[Stored items from a collection]
————

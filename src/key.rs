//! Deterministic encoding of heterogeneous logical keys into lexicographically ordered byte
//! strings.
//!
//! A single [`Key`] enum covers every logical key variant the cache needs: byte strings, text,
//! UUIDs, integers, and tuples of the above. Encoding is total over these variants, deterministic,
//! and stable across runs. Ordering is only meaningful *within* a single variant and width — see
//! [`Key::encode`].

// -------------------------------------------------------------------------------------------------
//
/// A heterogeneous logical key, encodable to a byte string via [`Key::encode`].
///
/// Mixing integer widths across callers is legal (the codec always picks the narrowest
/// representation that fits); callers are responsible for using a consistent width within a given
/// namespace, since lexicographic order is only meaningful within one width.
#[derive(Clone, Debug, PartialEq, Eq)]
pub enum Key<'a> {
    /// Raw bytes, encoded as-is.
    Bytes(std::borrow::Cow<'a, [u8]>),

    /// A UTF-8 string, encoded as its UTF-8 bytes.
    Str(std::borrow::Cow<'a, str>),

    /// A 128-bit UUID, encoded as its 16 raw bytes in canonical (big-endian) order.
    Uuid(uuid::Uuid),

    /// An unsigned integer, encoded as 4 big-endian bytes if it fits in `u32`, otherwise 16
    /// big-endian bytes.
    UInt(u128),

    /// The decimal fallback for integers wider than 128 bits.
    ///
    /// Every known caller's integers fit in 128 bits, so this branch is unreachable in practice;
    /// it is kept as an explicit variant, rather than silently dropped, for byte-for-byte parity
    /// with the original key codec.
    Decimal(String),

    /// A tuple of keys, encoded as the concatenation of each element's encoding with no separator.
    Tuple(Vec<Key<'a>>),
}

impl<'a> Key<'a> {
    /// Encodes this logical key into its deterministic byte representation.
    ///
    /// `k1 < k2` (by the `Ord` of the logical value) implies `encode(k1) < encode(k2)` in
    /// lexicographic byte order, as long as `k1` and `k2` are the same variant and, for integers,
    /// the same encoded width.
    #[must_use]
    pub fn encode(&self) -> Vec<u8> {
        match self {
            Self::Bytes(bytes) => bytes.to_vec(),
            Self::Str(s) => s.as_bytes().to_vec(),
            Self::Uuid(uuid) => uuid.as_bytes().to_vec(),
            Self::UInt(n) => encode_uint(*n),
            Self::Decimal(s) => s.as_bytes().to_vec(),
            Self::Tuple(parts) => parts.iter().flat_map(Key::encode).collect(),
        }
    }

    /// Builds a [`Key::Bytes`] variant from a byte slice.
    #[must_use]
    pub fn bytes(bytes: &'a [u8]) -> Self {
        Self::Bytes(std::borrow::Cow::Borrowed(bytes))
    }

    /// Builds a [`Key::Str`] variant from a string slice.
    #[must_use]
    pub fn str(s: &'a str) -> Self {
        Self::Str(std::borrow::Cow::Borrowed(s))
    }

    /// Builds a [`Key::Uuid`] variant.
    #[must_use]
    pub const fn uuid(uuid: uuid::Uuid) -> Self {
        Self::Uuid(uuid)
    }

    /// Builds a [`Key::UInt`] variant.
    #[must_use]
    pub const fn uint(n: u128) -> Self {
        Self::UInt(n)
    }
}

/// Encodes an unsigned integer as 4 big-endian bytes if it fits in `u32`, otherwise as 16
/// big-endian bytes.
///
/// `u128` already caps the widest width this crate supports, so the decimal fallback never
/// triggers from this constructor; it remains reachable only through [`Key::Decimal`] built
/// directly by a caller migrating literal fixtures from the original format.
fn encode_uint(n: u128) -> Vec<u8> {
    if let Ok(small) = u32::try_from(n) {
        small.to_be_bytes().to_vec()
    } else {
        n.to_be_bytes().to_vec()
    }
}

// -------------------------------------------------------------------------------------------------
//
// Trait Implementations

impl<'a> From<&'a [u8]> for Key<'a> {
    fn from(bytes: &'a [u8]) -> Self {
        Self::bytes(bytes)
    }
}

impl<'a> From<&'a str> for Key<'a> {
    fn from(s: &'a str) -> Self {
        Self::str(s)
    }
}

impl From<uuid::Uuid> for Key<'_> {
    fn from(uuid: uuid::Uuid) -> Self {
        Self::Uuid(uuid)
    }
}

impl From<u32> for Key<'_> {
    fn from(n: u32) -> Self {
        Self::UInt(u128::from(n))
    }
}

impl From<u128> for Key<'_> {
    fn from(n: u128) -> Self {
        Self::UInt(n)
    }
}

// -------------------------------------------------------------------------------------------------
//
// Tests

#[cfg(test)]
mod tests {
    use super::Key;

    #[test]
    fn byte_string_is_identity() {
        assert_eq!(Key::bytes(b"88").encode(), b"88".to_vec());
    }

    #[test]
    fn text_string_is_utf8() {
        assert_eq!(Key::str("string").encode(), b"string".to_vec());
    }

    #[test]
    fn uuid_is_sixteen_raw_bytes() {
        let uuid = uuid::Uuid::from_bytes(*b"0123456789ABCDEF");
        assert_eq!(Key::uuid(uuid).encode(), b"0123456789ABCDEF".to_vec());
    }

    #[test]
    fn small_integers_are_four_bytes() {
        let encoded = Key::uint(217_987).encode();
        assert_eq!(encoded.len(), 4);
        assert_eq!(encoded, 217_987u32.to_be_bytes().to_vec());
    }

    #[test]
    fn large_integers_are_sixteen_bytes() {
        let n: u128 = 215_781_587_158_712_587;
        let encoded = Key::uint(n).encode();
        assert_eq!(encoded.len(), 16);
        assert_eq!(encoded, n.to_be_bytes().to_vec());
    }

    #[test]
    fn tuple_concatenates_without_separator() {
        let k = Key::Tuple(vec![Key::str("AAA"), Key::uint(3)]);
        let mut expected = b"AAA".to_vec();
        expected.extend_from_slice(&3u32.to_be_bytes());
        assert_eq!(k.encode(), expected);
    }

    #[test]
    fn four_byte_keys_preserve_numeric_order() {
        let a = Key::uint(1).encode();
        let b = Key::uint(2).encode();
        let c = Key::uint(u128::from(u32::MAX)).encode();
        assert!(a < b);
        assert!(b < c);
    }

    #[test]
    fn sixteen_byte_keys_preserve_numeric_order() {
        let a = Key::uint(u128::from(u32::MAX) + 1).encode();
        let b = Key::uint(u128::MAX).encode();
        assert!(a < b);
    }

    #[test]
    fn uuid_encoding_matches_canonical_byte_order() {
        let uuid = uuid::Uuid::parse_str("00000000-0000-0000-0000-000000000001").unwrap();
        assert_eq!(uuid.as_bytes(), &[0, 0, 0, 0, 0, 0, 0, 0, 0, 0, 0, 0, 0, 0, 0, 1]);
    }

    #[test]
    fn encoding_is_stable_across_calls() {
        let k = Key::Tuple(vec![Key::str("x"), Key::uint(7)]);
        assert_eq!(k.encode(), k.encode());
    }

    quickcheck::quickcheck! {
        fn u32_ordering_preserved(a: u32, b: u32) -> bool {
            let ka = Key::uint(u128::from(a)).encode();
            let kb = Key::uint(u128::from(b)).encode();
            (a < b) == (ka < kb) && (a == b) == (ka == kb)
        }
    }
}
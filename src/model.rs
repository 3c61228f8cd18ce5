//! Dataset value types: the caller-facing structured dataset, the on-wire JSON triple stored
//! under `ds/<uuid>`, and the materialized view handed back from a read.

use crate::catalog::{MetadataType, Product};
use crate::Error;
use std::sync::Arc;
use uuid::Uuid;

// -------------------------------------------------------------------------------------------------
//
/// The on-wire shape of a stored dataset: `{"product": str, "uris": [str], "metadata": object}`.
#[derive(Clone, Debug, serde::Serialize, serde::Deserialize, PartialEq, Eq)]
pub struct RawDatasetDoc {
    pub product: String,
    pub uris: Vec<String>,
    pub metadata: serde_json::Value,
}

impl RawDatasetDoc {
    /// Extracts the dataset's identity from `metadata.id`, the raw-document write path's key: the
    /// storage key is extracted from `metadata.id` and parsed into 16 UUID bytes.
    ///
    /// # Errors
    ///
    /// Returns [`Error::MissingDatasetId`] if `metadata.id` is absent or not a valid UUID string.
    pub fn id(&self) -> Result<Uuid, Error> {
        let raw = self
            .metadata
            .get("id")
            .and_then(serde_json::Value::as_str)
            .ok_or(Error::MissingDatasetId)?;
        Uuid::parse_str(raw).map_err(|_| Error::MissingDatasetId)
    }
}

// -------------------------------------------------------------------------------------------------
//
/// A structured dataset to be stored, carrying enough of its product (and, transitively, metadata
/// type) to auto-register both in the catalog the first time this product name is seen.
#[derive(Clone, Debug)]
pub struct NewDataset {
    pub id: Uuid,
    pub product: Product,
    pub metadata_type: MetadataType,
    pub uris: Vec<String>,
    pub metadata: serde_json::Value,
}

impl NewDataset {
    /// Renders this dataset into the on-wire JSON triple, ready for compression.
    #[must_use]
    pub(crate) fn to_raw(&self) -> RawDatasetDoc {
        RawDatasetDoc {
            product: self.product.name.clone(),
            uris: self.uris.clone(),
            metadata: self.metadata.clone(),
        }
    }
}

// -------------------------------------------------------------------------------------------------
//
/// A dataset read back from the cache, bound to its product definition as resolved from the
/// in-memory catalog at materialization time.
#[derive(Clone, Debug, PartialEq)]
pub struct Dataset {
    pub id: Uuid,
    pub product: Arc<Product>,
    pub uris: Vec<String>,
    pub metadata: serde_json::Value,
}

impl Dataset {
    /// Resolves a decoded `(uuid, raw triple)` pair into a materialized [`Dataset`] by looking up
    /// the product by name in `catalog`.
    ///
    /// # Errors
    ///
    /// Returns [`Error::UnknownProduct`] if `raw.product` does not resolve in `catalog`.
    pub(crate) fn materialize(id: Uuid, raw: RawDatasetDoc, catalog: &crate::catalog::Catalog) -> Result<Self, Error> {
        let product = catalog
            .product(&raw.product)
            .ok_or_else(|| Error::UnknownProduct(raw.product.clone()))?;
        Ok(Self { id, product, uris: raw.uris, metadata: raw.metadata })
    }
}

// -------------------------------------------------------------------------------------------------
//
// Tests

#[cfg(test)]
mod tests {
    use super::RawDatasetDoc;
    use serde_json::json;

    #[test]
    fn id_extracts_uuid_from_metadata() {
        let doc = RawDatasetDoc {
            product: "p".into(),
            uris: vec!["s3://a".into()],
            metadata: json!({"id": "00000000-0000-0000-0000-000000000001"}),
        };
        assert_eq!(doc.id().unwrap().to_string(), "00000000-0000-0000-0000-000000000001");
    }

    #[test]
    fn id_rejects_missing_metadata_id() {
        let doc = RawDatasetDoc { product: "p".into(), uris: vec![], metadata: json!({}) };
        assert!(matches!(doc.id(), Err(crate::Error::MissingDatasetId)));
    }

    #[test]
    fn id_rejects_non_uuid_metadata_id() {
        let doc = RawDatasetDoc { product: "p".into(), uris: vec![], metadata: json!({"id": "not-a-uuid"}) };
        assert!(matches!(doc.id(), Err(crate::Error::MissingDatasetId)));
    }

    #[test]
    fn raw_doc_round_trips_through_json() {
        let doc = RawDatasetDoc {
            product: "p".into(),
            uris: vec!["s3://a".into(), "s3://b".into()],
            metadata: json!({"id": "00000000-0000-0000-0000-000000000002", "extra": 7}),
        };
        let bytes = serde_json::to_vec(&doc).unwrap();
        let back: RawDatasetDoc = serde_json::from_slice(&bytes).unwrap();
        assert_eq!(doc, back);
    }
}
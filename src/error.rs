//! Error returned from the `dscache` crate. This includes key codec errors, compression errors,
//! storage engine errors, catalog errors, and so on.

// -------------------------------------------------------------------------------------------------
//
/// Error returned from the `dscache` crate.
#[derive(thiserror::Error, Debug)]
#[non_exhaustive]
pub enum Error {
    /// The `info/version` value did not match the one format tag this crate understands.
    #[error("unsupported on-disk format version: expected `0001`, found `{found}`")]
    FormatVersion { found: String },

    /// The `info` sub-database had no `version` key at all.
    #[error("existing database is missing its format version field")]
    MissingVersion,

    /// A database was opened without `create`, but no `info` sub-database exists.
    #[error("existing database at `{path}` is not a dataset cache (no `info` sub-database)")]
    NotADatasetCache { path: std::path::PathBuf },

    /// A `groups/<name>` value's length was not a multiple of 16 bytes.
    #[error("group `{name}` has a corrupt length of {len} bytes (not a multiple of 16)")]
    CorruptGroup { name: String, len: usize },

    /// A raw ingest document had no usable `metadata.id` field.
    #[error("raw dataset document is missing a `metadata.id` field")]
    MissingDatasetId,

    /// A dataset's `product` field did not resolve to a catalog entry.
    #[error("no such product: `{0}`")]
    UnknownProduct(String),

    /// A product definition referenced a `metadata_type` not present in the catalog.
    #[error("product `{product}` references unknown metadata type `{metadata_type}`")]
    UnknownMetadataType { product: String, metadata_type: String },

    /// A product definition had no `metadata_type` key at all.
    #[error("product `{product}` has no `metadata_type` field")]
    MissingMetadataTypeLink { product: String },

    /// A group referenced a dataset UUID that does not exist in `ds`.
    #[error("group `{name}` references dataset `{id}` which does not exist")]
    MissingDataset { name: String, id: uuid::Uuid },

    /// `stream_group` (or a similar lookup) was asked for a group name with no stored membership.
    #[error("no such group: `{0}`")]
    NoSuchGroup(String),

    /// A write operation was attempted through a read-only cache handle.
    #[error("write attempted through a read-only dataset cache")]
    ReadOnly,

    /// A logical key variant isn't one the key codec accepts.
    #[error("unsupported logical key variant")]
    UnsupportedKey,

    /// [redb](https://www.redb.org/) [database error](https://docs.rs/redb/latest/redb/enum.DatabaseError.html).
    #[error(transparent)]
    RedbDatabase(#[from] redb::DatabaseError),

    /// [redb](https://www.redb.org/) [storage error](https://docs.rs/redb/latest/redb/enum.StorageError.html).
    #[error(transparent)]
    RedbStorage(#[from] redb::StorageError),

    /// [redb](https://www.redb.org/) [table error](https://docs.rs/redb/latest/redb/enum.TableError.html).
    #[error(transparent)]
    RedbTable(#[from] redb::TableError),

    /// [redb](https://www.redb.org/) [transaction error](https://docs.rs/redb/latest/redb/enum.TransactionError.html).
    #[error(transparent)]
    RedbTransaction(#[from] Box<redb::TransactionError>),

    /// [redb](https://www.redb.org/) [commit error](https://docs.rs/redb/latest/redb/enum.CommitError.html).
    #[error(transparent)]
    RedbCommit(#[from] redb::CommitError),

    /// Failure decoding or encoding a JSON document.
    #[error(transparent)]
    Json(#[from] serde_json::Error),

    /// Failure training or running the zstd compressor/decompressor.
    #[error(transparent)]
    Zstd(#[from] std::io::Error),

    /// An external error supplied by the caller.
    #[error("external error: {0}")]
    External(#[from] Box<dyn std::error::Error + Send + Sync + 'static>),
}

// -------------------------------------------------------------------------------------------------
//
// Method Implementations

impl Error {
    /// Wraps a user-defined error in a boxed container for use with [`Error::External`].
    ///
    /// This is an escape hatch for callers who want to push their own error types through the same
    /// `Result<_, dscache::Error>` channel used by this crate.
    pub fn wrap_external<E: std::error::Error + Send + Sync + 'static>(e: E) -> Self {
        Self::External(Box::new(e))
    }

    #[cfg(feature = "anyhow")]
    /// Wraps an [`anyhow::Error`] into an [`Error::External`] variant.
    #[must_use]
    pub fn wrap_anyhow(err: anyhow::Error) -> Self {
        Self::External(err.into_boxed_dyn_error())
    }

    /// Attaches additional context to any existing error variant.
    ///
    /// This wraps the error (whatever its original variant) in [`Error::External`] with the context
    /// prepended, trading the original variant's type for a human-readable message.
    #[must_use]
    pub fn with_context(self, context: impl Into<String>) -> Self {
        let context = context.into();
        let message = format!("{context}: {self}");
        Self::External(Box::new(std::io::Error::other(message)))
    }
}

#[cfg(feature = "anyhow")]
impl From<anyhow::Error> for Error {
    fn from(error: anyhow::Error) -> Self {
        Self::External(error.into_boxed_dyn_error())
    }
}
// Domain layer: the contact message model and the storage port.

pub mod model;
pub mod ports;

————

What is expected
Show the lines above with "within".

Answer space
//! and stable across runs. Ordering is only meaningful *within* a single variant and width — see
/// representation that fits); callers are responsible for using a consistent width within a given
/// namespace, since lexicographic order is only meaningful within one width.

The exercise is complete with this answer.